[Stored data entries]
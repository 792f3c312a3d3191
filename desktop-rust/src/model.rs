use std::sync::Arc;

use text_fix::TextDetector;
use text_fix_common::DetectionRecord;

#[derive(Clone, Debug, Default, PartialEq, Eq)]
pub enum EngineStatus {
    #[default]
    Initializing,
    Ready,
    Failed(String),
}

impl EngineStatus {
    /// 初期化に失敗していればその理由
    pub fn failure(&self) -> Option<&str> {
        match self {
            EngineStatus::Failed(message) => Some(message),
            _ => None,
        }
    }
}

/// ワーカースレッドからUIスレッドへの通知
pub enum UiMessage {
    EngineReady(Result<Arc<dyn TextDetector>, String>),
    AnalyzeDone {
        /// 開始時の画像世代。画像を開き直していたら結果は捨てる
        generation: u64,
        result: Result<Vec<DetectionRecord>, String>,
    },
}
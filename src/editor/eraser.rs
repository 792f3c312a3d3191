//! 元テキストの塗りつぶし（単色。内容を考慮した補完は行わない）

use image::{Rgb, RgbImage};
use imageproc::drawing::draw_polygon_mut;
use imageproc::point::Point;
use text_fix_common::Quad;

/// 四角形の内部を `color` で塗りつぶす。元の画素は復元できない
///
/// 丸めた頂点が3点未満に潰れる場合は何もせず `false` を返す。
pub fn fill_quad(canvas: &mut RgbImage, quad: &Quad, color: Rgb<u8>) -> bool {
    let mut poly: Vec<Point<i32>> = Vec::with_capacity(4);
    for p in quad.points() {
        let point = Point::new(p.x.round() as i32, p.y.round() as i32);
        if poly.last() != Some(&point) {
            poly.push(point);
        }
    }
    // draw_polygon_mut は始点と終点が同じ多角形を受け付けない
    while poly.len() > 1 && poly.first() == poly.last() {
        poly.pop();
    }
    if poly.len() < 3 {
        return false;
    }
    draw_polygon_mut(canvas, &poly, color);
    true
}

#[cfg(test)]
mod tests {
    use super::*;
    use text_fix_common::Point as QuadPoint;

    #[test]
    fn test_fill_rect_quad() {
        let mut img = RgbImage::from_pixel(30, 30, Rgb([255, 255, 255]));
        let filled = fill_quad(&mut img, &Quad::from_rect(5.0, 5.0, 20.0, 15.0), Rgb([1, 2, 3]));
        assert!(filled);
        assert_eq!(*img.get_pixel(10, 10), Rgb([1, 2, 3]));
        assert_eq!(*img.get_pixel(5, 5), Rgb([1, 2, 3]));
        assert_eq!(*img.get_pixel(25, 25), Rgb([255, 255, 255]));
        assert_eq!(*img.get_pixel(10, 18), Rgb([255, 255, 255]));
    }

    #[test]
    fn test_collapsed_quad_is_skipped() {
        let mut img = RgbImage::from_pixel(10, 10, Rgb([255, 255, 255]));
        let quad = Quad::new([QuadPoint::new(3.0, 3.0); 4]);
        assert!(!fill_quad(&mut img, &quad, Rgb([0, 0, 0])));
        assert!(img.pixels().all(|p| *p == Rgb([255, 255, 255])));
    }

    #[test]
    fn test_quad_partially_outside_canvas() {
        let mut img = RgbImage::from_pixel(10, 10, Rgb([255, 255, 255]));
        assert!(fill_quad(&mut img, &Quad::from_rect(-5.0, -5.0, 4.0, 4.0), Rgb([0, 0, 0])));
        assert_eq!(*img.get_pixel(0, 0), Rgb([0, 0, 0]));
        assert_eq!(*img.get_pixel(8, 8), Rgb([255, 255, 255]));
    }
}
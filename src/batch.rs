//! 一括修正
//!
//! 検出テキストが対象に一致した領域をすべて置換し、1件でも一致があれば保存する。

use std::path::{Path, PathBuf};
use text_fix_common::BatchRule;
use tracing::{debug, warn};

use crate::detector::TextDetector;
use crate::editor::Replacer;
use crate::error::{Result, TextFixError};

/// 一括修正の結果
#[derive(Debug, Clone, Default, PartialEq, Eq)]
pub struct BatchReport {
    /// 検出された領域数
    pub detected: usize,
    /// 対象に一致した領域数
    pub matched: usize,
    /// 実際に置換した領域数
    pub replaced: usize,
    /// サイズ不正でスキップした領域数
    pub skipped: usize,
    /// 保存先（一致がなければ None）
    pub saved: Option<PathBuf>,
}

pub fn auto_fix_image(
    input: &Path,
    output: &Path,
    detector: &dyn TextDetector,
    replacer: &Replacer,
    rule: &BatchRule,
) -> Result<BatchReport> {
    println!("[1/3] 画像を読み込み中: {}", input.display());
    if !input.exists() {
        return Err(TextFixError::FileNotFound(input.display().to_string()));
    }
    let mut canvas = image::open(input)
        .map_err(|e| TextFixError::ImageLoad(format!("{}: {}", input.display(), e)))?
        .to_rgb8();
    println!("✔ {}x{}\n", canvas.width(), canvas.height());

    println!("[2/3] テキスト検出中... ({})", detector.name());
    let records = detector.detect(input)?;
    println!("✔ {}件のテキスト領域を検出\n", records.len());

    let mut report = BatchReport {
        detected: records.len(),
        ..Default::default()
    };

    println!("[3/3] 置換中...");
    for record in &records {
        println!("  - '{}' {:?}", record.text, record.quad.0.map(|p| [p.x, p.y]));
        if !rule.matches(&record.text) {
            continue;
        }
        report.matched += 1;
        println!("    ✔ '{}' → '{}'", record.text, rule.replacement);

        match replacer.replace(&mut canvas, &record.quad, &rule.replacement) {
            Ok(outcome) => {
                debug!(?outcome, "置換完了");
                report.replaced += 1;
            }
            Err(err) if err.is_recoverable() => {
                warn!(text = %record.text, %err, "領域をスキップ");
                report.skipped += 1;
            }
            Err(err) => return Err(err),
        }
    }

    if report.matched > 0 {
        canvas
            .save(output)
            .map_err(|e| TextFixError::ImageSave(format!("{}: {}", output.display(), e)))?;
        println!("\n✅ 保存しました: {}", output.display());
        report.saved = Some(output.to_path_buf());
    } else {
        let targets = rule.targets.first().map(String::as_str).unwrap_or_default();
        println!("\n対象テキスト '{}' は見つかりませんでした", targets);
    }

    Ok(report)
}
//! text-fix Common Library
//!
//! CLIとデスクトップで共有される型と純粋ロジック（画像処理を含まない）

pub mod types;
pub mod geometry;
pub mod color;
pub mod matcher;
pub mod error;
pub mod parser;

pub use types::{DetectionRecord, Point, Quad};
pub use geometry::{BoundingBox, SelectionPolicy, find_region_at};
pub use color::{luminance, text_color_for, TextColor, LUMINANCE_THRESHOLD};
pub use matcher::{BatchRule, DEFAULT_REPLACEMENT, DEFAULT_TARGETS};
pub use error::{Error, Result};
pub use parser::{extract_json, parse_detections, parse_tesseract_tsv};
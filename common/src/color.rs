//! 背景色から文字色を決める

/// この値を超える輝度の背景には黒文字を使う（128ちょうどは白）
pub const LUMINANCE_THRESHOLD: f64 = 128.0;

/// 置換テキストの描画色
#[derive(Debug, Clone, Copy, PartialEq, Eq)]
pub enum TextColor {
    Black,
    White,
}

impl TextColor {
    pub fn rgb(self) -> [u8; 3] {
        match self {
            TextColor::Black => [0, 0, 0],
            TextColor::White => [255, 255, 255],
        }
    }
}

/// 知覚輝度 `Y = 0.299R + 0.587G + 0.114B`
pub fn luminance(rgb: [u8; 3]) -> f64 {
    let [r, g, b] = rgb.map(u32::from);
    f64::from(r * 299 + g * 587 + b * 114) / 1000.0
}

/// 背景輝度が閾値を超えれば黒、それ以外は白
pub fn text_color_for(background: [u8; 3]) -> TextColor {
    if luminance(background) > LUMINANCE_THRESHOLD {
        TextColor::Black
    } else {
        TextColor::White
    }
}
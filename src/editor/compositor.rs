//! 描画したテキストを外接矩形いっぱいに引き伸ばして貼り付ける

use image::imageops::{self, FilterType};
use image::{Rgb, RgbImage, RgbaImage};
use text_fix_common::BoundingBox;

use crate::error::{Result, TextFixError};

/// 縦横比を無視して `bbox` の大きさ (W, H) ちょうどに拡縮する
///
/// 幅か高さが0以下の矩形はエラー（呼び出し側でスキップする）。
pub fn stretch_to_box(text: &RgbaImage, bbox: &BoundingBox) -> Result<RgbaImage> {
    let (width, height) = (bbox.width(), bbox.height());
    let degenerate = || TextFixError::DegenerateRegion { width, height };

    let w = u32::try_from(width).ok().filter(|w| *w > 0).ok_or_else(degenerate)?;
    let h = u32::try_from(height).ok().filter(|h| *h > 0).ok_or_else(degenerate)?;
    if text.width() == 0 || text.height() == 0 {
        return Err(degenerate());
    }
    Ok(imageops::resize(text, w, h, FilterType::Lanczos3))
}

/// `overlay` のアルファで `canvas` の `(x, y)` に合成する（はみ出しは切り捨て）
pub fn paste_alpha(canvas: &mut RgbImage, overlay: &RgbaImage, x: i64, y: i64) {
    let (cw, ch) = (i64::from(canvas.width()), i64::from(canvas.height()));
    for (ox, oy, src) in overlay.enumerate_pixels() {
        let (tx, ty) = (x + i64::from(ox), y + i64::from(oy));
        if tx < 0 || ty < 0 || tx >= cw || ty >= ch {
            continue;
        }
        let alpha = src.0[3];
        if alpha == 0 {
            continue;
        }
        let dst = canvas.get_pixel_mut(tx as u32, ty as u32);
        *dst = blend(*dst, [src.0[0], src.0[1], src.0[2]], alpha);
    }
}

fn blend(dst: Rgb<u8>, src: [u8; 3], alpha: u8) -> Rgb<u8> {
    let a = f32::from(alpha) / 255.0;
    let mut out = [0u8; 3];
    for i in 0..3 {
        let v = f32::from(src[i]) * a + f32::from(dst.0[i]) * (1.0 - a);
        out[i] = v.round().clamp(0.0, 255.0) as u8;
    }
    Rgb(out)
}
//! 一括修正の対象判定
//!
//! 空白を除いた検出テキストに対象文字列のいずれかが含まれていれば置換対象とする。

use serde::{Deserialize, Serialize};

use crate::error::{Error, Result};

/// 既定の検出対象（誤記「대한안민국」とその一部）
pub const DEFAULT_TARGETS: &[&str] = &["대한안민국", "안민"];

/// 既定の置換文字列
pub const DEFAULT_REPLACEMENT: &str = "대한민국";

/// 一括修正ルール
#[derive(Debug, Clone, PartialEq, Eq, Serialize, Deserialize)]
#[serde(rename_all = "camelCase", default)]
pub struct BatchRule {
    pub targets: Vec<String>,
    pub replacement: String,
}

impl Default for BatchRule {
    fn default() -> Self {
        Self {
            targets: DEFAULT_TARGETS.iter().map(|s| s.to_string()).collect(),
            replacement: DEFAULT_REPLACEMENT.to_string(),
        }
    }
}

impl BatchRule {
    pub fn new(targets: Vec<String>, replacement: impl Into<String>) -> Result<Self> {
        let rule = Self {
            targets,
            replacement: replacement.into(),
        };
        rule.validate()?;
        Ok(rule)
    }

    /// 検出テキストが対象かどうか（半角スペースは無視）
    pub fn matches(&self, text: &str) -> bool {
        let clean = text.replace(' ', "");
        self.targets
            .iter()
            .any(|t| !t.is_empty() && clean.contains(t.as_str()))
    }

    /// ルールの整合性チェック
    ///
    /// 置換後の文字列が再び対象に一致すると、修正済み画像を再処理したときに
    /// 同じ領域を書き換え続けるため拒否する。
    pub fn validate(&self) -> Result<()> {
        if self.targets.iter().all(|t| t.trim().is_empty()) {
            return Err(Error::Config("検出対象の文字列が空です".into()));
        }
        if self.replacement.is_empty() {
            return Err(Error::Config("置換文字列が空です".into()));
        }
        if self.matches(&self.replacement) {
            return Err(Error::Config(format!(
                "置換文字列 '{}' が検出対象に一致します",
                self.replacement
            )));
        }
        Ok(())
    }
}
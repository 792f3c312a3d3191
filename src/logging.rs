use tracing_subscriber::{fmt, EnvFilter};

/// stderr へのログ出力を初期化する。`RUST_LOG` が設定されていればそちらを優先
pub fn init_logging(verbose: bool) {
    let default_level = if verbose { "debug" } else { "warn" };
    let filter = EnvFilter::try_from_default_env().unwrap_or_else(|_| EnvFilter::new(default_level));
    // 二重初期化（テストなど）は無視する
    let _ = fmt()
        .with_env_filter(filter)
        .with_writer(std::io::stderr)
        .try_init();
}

Try it>
Write only the number of lines in the entries that contain the word "BatchReport".

Output below>
3